By Patrick D. Wall and Ronald Melzack. Edinburgh, Churchill Livingston, 1999. Pages: 1,152. Price: $275.00.

Since the first edition in 1984, the Textbook of Pain  has been the  textbook of pain for clinicians and researchers, assembling together concise reviews by the best people in the field to discuss pain, suffering, and analgesia comprehensively. The current edition follows the pattern of a 5-yr cycle for renewing and updating (and, as in many such texts, enlarging) the previous edition. This book, like its predecessors, succeeds marvelously, and should be in the library of any clinician or investigator with a major emphasis on the study and treatment of pain.

The book is organized into three sections: Basic Aspects, Clinical States, and Therapeutic Aspects. Authorship of each of the 68 chapters reads as a “Who’s Who” in pain research and treatment, and the editors have done an outstanding job of twisting arms to gather such a group together to write concise and up-to-date information and of editing these for fair consistency of style. There is obvious redundancy throughout the text, as one would expect, because it would be unusual (although perhaps not unpleasant) to sit down by a fire on a few winter evenings and read the book from cover to cover.

I considered the section Basic Aspects, just over 400 pages, to be the most successful in the text. Perhaps this reflects my bias as a clinical and laboratory investigator in the field. The concise, timely, and clearly written material in Peripheral & Central Systems, Psychology, and Measurement should be required reading for all clinicians who treat patients with chronic pain and read the literature about new treatments. Although Peripheral & Central Systems is a superb overview of the complex and plastic anatomy and physiology of pain transduction, it was the Measurement section that I particularly enjoyed. How can one make sense, for example, of the myriad of reports about new therapies in the preclinical and clinical literature in our own anesthesia journals without first understanding how pain is assessed in animals and humans, what the pitfalls are, and what predictive value, if any, these simple tests have for complex clinical pain phenomena? This small section about pain measurement includes brief chapters by authorities and creative thinkers who have defined this field, including Ronald Dubner, Patrick McGrath, Richard Gracely, and Ronald Melzack.

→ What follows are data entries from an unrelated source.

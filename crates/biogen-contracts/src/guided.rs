//! Guided-mode category tags and prompt synthesis.

use std::fmt;
use std::str::FromStr;

use serde::{Deserialize, Serialize};

/// Prompt used when guided mode is submitted with nothing selected.
pub const RANDOM_CREATURE_PROMPT: &str = "A random, scientifically plausible alien creature.";

#[derive(Debug, Clone, Copy, PartialEq, Eq, Hash, Serialize, Deserialize)]
#[serde(rename_all = "lowercase")]
pub enum Category {
    Habitat,
    Diet,
    Structure,
    Trait,
}

impl Category {
    pub const ALL: [Category; 4] = [
        Category::Habitat,
        Category::Diet,
        Category::Structure,
        Category::Trait,
    ];

    pub fn key(self) -> &'static str {
        match self {
            Self::Habitat => "habitat",
            Self::Diet => "diet",
            Self::Structure => "structure",
            Self::Trait => "trait",
        }
    }

    /// Facet label as it appears inside the synthesized prompt.
    fn prompt_label(self) -> &'static str {
        match self {
            Self::Habitat => "Habitat",
            Self::Diet => "Diet",
            Self::Structure => "Biological Structure",
            Self::Trait => "Key Trait",
        }
    }

    pub fn options(self) -> &'static [GuidedOption] {
        match self {
            Self::Habitat => HABITAT_OPTIONS,
            Self::Diet => DIET_OPTIONS,
            Self::Structure => STRUCTURE_OPTIONS,
            Self::Trait => TRAIT_OPTIONS,
        }
    }
}

impl fmt::Display for Category {
    fn fmt(&self, f: &mut fmt::Formatter<'_>) -> fmt::Result {
        f.write_str(self.key())
    }
}

impl FromStr for Category {
    type Err = String;

    fn from_str(raw: &str) -> Result<Self, Self::Err> {
        let lowered = raw.trim().to_ascii_lowercase();
        Category::ALL
            .into_iter()
            .find(|category| category.key() == lowered)
            .ok_or_else(|| format!("unknown guided category '{lowered}'"))
    }
}

#[derive(Debug, Clone, Copy, PartialEq, Eq)]
pub struct GuidedOption {
    pub id: &'static str,
    pub label_en: &'static str,
    pub label_ko: &'static str,
}

const fn opt(id: &'static str, label_en: &'static str, label_ko: &'static str) -> GuidedOption {
    GuidedOption {
        id,
        label_en,
        label_ko,
    }
}

const HABITAT_OPTIONS: &[GuidedOption] = &[
    opt("Forest", "Jungle/Forest", "밀림/숲"),
    opt("Ocean", "Deep Ocean", "심해"),
    opt("Desert", "Desert", "사막"),
    opt("Tundra", "Frozen Tundra", "설원"),
    opt("Volcano", "Volcanic", "화산 지대"),
    opt("Space", "Zero-G Space", "무중력 우주"),
    opt("Urban", "Ruined City", "폐허 도시"),
];

const DIET_OPTIONS: &[GuidedOption] = &[
    opt("Carnivore", "Carnivore", "육식"),
    opt("Herbivore", "Herbivore", "초식"),
    opt("Omnivore", "Omnivore", "잡식"),
    opt("Photosynthesis", "Photosynthesis", "광합성"),
    opt("Energy", "Energy Feeder", "에너지 섭취"),
    opt("Scavenger", "Scavenger", "청소 동물"),
];

const STRUCTURE_OPTIONS: &[GuidedOption] = &[
    opt("Mammalian", "Mammalian", "포유류형"),
    opt("Reptilian", "Reptilian", "파충류형"),
    opt("Insectoid", "Insectoid", "곤충형"),
    opt("Avian", "Avian", "조류형"),
    opt("Amorphous", "Amorphous", "점액/무형"),
    opt("Silicon", "Crystalline", "수정/광물형"),
    opt("Mechanical", "Bio-Mechanical", "기계/생체공학"),
];

const TRAIT_OPTIONS: &[GuidedOption] = &[
    opt("Bioluminescent", "Bioluminescence", "생체 발광"),
    opt("Armored", "Heavy Armor", "중장갑"),
    opt("Speed", "Supersonic", "초고속"),
    opt("Stealth", "Camouflage", "위장/은신"),
    opt("Toxic", "Venomous", "맹독"),
    opt("Psionic", "Psionic", "정신 감응"),
];

/// One selected tag (or none) per category. Empty strings mean unselected.
#[derive(Debug, Clone, Default, PartialEq, Eq, Serialize, Deserialize)]
pub struct GuidedSelections {
    #[serde(default)]
    pub habitat: String,
    #[serde(default)]
    pub diet: String,
    #[serde(default)]
    pub structure: String,
    #[serde(default, rename = "trait")]
    pub trait_tag: String,
}

impl GuidedSelections {
    pub fn get(&self, category: Category) -> &str {
        match category {
            Category::Habitat => &self.habitat,
            Category::Diet => &self.diet,
            Category::Structure => &self.structure,
            Category::Trait => &self.trait_tag,
        }
    }

    fn slot_mut(&mut self, category: Category) -> &mut String {
        match category {
            Category::Habitat => &mut self.habitat,
            Category::Diet => &mut self.diet,
            Category::Structure => &mut self.structure,
            Category::Trait => &mut self.trait_tag,
        }
    }

    pub fn set(&mut self, category: Category, value: &str) {
        *self.slot_mut(category) = value.trim().to_string();
    }

    /// Selecting the current tag again clears it.
    pub fn toggle(&mut self, category: Category, value: &str) {
        let value = value.trim();
        let slot = self.slot_mut(category);
        if slot == value {
            slot.clear();
        } else {
            *slot = value.to_string();
        }
    }

    pub fn is_empty(&self) -> bool {
        Category::ALL
            .into_iter()
            .all(|category| self.get(category).trim().is_empty())
    }

    /// Toggles each `key=value` pair, e.g. `habitat=Ocean diet=Carnivore`.
    /// Nothing changes unless every pair parses.
    pub fn toggle_pairs<'a>(
        &mut self,
        pairs: impl IntoIterator<Item = &'a str>,
    ) -> Result<(), String> {
        let mut parsed = Vec::new();
        for pair in pairs {
            let Some((key, value)) = pair.split_once('=') else {
                return Err(format!("expected category=value, got '{pair}'"));
            };
            parsed.push((key.parse::<Category>()?, value));
        }
        for (category, value) in parsed {
            self.toggle(category, value);
        }
        Ok(())
    }

    pub fn synthesize_prompt(&self) -> String {
        let parts = Category::ALL
            .into_iter()
            .filter_map(|category| {
                let value = self.get(category).trim();
                (!value.is_empty()).then(|| format!("{}: {value}", category.prompt_label()))
            })
            .collect::<Vec<String>>();
        if parts.is_empty() {
            return RANDOM_CREATURE_PROMPT.to_string();
        }
        format!(
            "Design a scientifically plausible creature with these characteristics: {}. Ensure it fits its environment perfectly.",
            parts.join(", ")
        )
    }
}

#[cfg(test)]
mod tests {
    use super::{Category, GuidedSelections, RANDOM_CREATURE_PROMPT};

    #[test]
    fn prompt_mentions_only_selected_facets() {
        let selections = GuidedSelections {
            habitat: "Ocean".to_string(),
            diet: "Carnivore".to_string(),
            structure: String::new(),
            trait_tag: String::new(),
        };
        let prompt = selections.synthesize_prompt();
        assert_eq!(
            prompt,
            "Design a scientifically plausible creature with these characteristics: Habitat: Ocean, Diet: Carnivore. Ensure it fits its environment perfectly."
        );
        assert!(!prompt.contains("Biological Structure"));
        assert!(!prompt.contains("Key Trait"));
    }

    #[test]
    fn no_selection_uses_random_creature_prompt() {
        assert_eq!(
            GuidedSelections::default().synthesize_prompt(),
            RANDOM_CREATURE_PROMPT
        );
        let blank = GuidedSelections {
            habitat: "  ".to_string(),
            ..GuidedSelections::default()
        };
        assert!(blank.is_empty());
        assert_eq!(blank.synthesize_prompt(), RANDOM_CREATURE_PROMPT);
    }

    #[test]
    fn toggle_clears_repeated_selection() {
        let mut selections = GuidedSelections::default();
        selections.toggle(Category::Trait, "Toxic");
        assert_eq!(selections.get(Category::Trait), "Toxic");
        selections.toggle(Category::Trait, "Psionic");
        assert_eq!(selections.get(Category::Trait), "Psionic");
        selections.toggle(Category::Trait, "Psionic");
        assert!(selections.is_empty());
    }

    #[test]
    fn toggles_key_value_pairs() -> Result<(), String> {
        let mut selections = GuidedSelections::default();
        selections.toggle_pairs(["habitat=Volcano", "TRAIT=Armored"])?;
        assert_eq!(selections.habitat, "Volcano");
        assert_eq!(selections.trait_tag, "Armored");
        assert!(selections.synthesize_prompt().contains("Key Trait: Armored"));

        selections.toggle_pairs(["trait=Armored", "diet=Carnivore"])?;
        assert_eq!(selections.trait_tag, "");
        assert_eq!(selections.diet, "Carnivore");
        assert_eq!(selections.habitat, "Volcano");
        Ok(())
    }

    #[test]
    fn bad_pair_leaves_selections_untouched() {
        let mut selections = GuidedSelections::default();
        selections.set(Category::Habitat, "Ocean");
        let err = selections
            .toggle_pairs(["diet=Carnivore", "color=red"])
            .unwrap_err();
        assert_eq!(err, "unknown guided category 'color'");
        assert!(selections.toggle_pairs(["Ocean"]).is_err());
        assert_eq!(selections.habitat, "Ocean");
        assert_eq!(selections.diet, "");
    }

    #[test]
    fn every_category_has_options() {
        for category in Category::ALL {
            assert!(!category.options().is_empty(), "{category} has no options");
        }
        assert!(Category::Habitat
            .options()
            .iter()
            .any(|option| option.id == "Ocean" && option.label_en == "Deep Ocean"));
    }
}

The next section, Clinical States, is a collection of 28 chapters comprising more than 500 pages, divided basically by “where it hurts.” Thus, the chapters are divided into Soft Tissue, Joints and Bones, Deep and Visceral Pain, Head, Nerve and Root Damage, Central Nervous System, and Special Cases. This organization, although somewhat distracting in that a patient may have multiple sources of pain, the pathophysiology of which cannot be easily determined and earmarked into some of these categories, succeeds in providing a handy way to find rapidly the most salient topic related to a particular patient or presumed disease process. The disparity in writing style and organization is greatest in this section, reflecting more likely the disparity in maturity of the study and science of pain mechanisms in these different areas.

The last section, Therapeutic Aspects, is a collection of 21 chapters comprising more than 400 pages, divided by major therapeutic approaches: Pharmacology, Surgery, Stimulation, Physiotherapy, Psychotherapy, and Special Cases, including pain in children, cancer pain, peripheral neuropathic pain, and prevention of disability due to chronic musculoskeletal pain. The small section (less than 130 pages) about pharmacology is superb, and the initial chapter by H. J. McQuay and R. A. Moore, “Methods of Therapeutic Trials,” although reflecting the clear bias of these authors, is a wonderful framework and clear elucidation of how one should design pain trials as an investigator and how one should interpret them as a reader. Other chapters about nonnarcotic analgesics, psychotropic drugs, opioids, local anesthetics, and sympatholytics were wonderful and complete descriptions of the pharmacology of these agents, their clinical use and flow diagrams used in their application to chronic pain, and the uncertainty in some cases and variability in all cases of response to therapy. Other outstanding chapters included Patrick Wall’s fascinating description of the placebo and the placebo response and the thoughtful organization of the chapter “Peripheral Neuropathic Pain: An Approach to Management” by Howard Fields, Ralf Baron, and Michael Rowbotham.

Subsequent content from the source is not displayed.